Create random data with a mean of zero and standard deviation of one

V1 <- rnorm(9, mean=0, sd=1); V2 <- rnorm(9, mean=0, sd=1); V3 <- rnorm(9, mean=0, sd=1)
V4 <- rnorm(9, mean=0, sd=1); V5 <- rnorm(9, mean=0, sd=1); V6 <- rnorm(9, mean=0, sd=1)
V7 <- rnorm(9, mean=0, sd=1); V8 <- rnorm(9, mean=0, sd=1)
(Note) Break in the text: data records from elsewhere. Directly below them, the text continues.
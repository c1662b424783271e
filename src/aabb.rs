//! Axis-aligned bounding boxes in patient space (millimeters).

use nalgebra::{Matrix4, Point3, Vector3};

/// Axis-aligned box spanned by a `min` and a `max` corner.
///
/// A box is null when any `min` component exceeds the matching `max`
/// component. Measurements of a null box are zero and only [`add_point`] and
/// [`add_box`] can turn it into a valid one.
///
/// [`add_point`]: AxisAlignedBox::add_point
/// [`add_box`]: AxisAlignedBox::add_box
#[derive(Debug, Clone, Copy, PartialEq)]
pub struct AxisAlignedBox {
    min: Vector3<f64>,
    max: Vector3<f64>,
}

impl Default for AxisAlignedBox {
    fn default() -> Self {
        Self::null()
    }
}

impl AxisAlignedBox {
    /// The canonical empty box: `min = (1, 1, 1)`, `max = (-1, -1, -1)`.
    pub fn null() -> Self {
        Self {
            min: Vector3::new(1.0, 1.0, 1.0),
            max: Vector3::new(-1.0, -1.0, -1.0),
        }
    }

    /// Smallest box holding both points, grown by `displace` on every side.
    pub fn from_points(a: Vector3<f64>, b: Vector3<f64>, displace: f64) -> Self {
        let grow = Vector3::repeat(displace);
        Self {
            min: a.inf(&b) - grow,
            max: a.sup(&b) + grow,
        }
    }

    pub fn set_null(&mut self) {
        *self = Self::null();
    }

    pub fn is_null(&self) -> bool {
        (0..3).any(|i| self.min[i] > self.max[i])
    }

    pub fn is_point(&self) -> bool {
        self.min == self.max
    }

    pub fn min_corner(&self) -> Vector3<f64> {
        self.min
    }

    pub fn max_corner(&self) -> Vector3<f64> {
        self.max
    }

    pub fn set_min_corner(&mut self, x: f64, y: f64, z: f64) {
        self.min = Vector3::new(x, y, z);
    }

    pub fn set_max_corner(&mut self, x: f64, y: f64, z: f64) {
        self.max = Vector3::new(x, y, z);
    }

    /// Grow the box to hold `p`. A null box collapses onto the point.
    pub fn add_point(&mut self, p: Vector3<f64>) {
        if self.is_null() {
            self.min = p;
            self.max = p;
            return;
        }
        self.min = self.min.inf(&p);
        self.max = self.max.sup(&p);
    }

    /// Union with `other`. Null operands are ignored.
    pub fn add_box(&mut self, other: &AxisAlignedBox) {
        if other.is_null() {
            return;
        }
        if self.is_null() {
            *self = *other;
            return;
        }
        self.add_point(other.min);
        self.add_point(other.max);
    }

    pub fn enlarge(&mut self, displace: f64) {
        if self.is_null() {
            return;
        }
        let grow = Vector3::repeat(displace);
        self.min -= grow;
        self.max += grow;
    }

    fn enlarge_axis(&mut self, axis: usize, displace: f64) {
        if self.is_null() {
            return;
        }
        self.min[axis] -= displace;
        self.max[axis] += displace;
    }

    pub fn enlarge_x(&mut self, displace: f64) {
        self.enlarge_axis(0, displace);
    }

    pub fn enlarge_y(&mut self, displace: f64) {
        self.enlarge_axis(1, displace);
    }

    pub fn enlarge_z(&mut self, displace: f64) {
        self.enlarge_axis(2, displace);
    }

    /// Overlap test on the x/y footprint of both boxes.
    pub fn intersects(&self, other: &AxisAlignedBox) -> bool {
        if self.is_null() || other.is_null() {
            return false;
        }
        !(self.max.x < other.min.x
            || self.max.y < other.min.y
            || self.min.x > other.max.x
            || self.min.y > other.max.y)
    }

    /// Overlap of both boxes, or a null box when they do not intersect.
    pub fn intersection(&self, other: &AxisAlignedBox) -> AxisAlignedBox {
        if !self.intersects(other) {
            return Self::null();
        }
        let lo = self.clip(other.min, [true; 3]);
        let hi = self.clip(other.max, [true; 3]);
        Self::from_points(lo, hi, 0.0)
    }

    /// Clamp the selected components of `v` into the box.
    pub fn clip(&self, v: Vector3<f64>, axes: [bool; 3]) -> Vector3<f64> {
        if self.is_null() {
            return v;
        }
        let mut out = v;
        for (i, clip) in axes.into_iter().enumerate() {
            if clip {
                out[i] = v[i].clamp(self.min[i], self.max[i]);
            }
        }
        out
    }

    /// Inclusive containment test.
    pub fn is_inside(&self, v: Vector3<f64>) -> bool {
        (0..3).all(|i| v[i] >= self.min[i] && v[i] <= self.max[i])
    }

    fn extent(&self, axis: usize) -> f64 {
        if self.is_null() {
            0.0
        } else {
            self.max[axis] - self.min[axis]
        }
    }

    pub fn width(&self) -> f64 {
        self.extent(0)
    }

    pub fn height(&self) -> f64 {
        self.extent(1)
    }

    pub fn depth(&self) -> f64 {
        self.extent(2)
    }

    pub fn center(&self) -> Vector3<f64> {
        (self.min + self.max) / 2.0
    }

    pub fn longest_side_length(&self) -> f64 {
        self.width().max(self.height()).max(self.depth())
    }

    pub fn volume(&self) -> f64 {
        self.width() * self.height() * self.depth()
    }

    /// Box holding the eight corners of this box mapped through `mat`.
    pub fn transformed(&self, mat: &Matrix4<f64>) -> AxisAlignedBox {
        let mut out = Self::null();
        if self.is_null() {
            return out;
        }
        let (lo, hi) = (self.min, self.max);
        for corner in 0..8 {
            let p = Point3::new(
                if corner & 1 == 0 { lo.x } else { hi.x },
                if corner & 2 == 0 { lo.y } else { hi.y },
                if corner & 4 == 0 { lo.z } else { hi.z },
            );
            out.add_point(mat.transform_point(&p).coords);
        }
        out
    }
}
//! # DICOM-series library
//!
//! This crate turns an unordered collection of DICOM instances into a
//! spatially and temporally coherent 3D/4D volume: one contiguous buffer of
//! decoded pixels plus the affine placing it in patient space.
//!
//! It builds on the dicom-rs ecosystem. Instances can be loaded from
//! multiple [`FileDicomObject<InMemDicomObject>`] or from a folder where
//! each ".dcm" file is read from (in parallel using rayon).
//!
//! Building a [`Series`] classifies its records as one of
//!  - a plain spatial stack
//!  - a Siemens mosaic (tiles of one frame are slices)
//!  - a single multi-frame volume
//!  - a multi-frame timeseries
//!  - an implicit timeseries (single frames repeating the same locations)
//!
//! and orders them by time point, then by position along the acquired
//! slice direction (Axial, Coronal or Sagittal). Frames are decoded
//! concurrently by dicom-rs, or by a codec registered for the transfer
//! syntax, and concatenated in series order. The result is cached per
//! series.
//!
//! # Examples
//!
//! ## Assembling every series of a directory
//!
//! ```no_run
//! # use dicom_series::{SeriesLoader, SeriesOptions};
//! # async fn run() -> Result<(), Box<dyn std::error::Error>> {
//! let series_list = SeriesLoader::load_from_directory("dicom", &SeriesOptions::default())?;
//! for series in &series_list {
//!     let frames = series.goc_frames().await?;
//!     println!("{}: {:?} frames", series.name().unwrap_or("unnamed"), frames.dim());
//! }
//! # Ok(())
//! # }
//! ```
//!
//! [`FileDicomObject<InMemDicomObject>`]: https://docs.rs/dicom-object/latest/dicom_object/struct.FileDicomObject.html

pub mod aabb;
pub mod classify;
pub mod codec;
pub mod config;
pub mod enums;
pub mod frame_set;
pub mod geometry;
pub mod mosaic;
pub mod ordered_map;
pub mod ordering;
pub mod record;
pub mod series;
pub mod series_loader;

pub use aabb::AxisAlignedBox;
pub use classify::Classification;
pub use codec::{Codec, CodecRegistry, DecodeError, FrameDecoder};
pub use config::SeriesOptions;
pub use enums::{FrameSelector, SliceDirection};
pub use frame_set::{AssembledFrameSet, DisplayInfo};
pub use geometry::{PixelTransform, TransformUnavailable};
pub use ordered_map::OrderedMap;
pub use record::{PixelSource, RecordError, SliceRecord};
pub use series::{Series, SeriesError};
pub use series_loader::{SeriesLoader, SeriesLoaderError};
charDataDiff <- as.data.frame(cbind(V1,V2,V3,V4,V5,V6,V7,V8));charDataDiff

rename the columns

colnames(charDataDiff) <- c("s380","s390","s400","s410","s420","s430","s440","s450"); charDataDiff

patchId      <- c("C", "B", "A", "A", "B", "C", "A", "B", "C"); patchId

provide an ordering variable

idColor      <- c("C", "B", "A")

Put all the pieces together to create the data

charDataDiff <- cbind.data.frame(patchId,charDataDiff); charDataDiff

Split the data by patchId

patchSpectrumBiasSplit <- split(charDataDiff, charDataDiff$patchId)

Order the data by idColor

patchSpectrumBiasOrdered <- patchSpectrumBiasSplit[idColor]

Remove the first column

patchSpectrumBias <- lapply(patchSpectrumBiasOrdered, "[", 2:9)

Bootstrap

sampleOne   <- function(x) x[sample(seq_len(nrow(x)), replace = TRUE), ]
sampleBoot  <- function(x, n) replicate(n, sampleOne(x), simplify = FALSE)
applyMedian <- function(l) do.call(rbind, lapply(l, apply, 2, median))
k <- lapply(lapply(patchSpectrumBias, sampleBoot, n = 1000), applyMedian)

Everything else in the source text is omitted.